DIRECTIONS FOR THIS TASK: Go through the entries and tally the lines containing the word "expected". Only the total is wanted.

[Saved entries]
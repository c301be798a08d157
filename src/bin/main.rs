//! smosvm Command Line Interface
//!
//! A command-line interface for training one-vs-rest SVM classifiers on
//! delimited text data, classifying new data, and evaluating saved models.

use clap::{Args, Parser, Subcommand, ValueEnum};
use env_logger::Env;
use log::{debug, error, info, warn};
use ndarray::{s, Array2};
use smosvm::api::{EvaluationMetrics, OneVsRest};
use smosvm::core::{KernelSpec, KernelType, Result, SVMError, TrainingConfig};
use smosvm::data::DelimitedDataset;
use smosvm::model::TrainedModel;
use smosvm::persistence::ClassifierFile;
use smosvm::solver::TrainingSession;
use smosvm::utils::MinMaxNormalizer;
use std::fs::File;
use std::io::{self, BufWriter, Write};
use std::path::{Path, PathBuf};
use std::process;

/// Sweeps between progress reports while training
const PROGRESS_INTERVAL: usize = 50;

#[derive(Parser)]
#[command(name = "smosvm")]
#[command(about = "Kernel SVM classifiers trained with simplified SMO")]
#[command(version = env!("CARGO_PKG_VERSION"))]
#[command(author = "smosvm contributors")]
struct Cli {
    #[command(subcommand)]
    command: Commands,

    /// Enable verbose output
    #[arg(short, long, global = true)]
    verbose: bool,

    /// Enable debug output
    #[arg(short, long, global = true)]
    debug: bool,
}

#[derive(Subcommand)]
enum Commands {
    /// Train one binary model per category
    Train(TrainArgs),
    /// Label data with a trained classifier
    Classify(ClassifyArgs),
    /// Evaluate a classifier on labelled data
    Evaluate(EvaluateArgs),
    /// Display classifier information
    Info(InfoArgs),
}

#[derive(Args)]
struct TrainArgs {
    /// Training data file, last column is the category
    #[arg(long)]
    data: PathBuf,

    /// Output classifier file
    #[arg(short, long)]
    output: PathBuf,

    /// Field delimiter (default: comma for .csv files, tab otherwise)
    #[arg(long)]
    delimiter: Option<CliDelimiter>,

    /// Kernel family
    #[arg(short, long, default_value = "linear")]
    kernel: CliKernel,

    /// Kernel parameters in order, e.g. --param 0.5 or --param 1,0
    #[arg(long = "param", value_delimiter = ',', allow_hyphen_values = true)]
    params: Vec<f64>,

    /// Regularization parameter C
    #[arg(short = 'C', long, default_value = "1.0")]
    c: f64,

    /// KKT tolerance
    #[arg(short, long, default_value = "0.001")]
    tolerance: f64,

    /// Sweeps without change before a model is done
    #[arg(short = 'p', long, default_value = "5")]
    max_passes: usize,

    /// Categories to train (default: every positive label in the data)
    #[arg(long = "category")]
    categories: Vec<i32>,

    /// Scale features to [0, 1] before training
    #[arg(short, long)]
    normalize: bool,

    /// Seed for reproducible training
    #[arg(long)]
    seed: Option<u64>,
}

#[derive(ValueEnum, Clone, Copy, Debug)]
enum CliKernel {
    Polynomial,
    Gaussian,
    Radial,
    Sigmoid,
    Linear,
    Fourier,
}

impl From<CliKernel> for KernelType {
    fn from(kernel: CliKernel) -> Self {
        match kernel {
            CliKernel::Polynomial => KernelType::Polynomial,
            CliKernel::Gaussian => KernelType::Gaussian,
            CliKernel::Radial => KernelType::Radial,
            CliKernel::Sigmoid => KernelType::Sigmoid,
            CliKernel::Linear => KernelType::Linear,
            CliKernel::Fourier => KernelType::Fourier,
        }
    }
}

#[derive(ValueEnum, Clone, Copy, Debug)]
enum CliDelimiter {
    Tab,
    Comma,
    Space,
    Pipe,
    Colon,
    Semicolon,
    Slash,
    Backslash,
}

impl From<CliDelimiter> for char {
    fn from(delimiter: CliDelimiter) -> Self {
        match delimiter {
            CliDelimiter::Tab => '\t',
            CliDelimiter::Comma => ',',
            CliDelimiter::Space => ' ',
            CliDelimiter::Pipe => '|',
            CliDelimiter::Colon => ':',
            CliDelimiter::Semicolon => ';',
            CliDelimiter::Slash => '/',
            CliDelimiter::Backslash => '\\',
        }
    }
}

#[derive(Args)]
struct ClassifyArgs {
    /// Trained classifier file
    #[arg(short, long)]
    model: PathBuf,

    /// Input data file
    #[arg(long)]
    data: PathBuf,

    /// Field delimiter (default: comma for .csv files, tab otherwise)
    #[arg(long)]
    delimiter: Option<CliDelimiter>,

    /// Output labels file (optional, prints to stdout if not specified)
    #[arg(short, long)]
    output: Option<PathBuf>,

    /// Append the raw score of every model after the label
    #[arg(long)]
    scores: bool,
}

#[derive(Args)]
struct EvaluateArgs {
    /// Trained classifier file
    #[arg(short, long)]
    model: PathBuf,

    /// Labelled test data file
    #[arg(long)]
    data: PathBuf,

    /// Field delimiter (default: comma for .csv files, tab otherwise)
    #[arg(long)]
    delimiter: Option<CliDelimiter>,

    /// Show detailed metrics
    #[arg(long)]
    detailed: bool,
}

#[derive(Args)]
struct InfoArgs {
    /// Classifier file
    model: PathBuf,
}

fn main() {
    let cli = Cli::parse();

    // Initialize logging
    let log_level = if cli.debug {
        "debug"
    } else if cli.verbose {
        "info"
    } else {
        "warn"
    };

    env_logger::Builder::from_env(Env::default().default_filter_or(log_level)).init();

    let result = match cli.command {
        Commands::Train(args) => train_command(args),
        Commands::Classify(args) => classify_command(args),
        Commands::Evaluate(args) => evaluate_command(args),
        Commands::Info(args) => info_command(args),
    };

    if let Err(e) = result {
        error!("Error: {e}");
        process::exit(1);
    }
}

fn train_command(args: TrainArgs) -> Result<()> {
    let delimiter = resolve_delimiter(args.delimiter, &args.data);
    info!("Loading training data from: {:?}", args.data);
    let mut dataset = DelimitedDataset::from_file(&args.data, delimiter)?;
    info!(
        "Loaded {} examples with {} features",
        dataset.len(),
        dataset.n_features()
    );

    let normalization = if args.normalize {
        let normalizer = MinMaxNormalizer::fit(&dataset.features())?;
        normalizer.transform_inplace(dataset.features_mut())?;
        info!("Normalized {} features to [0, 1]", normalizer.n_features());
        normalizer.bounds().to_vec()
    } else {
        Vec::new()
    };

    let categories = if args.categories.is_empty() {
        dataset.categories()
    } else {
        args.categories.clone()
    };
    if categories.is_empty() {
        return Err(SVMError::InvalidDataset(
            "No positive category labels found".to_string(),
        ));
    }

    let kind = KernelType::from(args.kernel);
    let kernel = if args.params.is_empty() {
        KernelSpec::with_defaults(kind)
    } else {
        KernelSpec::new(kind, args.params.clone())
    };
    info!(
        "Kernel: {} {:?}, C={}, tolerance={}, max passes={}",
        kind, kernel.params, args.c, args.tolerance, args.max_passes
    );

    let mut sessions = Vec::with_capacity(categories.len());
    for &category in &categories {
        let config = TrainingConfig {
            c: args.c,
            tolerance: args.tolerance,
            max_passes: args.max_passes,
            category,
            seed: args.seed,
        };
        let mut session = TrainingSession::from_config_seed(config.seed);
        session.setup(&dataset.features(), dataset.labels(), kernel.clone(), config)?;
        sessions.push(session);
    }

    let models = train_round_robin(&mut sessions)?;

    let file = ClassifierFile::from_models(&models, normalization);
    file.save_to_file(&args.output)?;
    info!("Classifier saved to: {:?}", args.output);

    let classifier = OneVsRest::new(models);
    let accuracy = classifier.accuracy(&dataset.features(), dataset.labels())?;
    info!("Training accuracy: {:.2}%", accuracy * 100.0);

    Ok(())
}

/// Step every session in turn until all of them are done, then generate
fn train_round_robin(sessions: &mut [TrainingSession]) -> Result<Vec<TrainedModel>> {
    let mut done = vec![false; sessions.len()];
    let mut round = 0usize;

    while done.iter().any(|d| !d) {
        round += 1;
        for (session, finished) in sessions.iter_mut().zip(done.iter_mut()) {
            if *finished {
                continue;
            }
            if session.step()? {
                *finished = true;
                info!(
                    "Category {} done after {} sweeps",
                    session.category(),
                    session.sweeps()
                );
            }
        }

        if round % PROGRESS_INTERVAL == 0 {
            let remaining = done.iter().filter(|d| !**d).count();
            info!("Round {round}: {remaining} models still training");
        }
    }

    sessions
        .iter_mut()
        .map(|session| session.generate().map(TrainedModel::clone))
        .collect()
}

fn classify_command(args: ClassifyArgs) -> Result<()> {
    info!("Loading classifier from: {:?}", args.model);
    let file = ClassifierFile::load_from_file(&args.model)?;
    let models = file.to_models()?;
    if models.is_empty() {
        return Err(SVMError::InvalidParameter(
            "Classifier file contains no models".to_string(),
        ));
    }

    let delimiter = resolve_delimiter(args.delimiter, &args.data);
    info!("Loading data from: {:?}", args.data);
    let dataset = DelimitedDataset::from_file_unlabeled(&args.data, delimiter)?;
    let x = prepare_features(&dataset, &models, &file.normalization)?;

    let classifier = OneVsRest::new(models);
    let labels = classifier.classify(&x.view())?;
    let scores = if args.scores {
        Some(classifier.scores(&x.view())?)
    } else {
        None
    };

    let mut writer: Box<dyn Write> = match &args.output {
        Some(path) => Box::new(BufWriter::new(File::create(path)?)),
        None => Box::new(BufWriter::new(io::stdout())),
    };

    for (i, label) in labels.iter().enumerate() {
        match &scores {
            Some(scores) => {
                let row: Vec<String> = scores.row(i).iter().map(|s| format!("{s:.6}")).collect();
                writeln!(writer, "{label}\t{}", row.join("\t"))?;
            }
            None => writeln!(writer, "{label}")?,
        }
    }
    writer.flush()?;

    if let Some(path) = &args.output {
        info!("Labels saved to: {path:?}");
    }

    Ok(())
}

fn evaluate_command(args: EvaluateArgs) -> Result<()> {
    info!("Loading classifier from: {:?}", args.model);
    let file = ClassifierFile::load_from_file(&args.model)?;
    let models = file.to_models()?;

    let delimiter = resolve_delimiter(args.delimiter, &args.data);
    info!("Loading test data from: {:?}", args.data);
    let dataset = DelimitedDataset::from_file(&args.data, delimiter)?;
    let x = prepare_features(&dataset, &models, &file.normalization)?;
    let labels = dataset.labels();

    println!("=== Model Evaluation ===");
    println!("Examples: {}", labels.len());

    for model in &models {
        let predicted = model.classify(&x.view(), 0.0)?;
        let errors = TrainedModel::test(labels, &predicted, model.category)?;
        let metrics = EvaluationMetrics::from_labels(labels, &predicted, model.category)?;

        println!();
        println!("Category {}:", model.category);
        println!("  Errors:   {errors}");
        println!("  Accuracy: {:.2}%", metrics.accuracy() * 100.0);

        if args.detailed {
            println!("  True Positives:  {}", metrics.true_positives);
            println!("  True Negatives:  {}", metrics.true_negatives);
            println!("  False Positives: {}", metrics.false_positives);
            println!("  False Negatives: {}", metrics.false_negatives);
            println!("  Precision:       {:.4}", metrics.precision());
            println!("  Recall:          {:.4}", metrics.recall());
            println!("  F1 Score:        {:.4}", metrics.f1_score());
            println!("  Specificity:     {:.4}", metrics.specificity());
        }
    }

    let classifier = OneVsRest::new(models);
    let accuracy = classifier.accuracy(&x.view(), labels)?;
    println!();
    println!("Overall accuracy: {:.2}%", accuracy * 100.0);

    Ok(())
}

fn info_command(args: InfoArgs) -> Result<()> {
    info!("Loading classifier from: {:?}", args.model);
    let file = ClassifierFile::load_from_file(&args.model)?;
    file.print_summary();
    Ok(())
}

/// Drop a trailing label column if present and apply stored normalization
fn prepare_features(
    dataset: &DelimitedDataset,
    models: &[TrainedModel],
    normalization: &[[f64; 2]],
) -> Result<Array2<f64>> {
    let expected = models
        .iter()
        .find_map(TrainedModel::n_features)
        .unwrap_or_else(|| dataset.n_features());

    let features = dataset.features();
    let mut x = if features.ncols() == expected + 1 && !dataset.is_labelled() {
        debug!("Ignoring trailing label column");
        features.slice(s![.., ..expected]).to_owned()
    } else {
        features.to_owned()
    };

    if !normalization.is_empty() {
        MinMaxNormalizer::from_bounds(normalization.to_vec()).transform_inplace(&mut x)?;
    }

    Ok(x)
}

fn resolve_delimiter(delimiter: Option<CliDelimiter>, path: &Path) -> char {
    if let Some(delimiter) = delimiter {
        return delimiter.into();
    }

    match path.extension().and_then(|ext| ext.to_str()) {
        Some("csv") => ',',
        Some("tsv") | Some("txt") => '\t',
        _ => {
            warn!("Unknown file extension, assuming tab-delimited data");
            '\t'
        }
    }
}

RESPONSE AREA: 3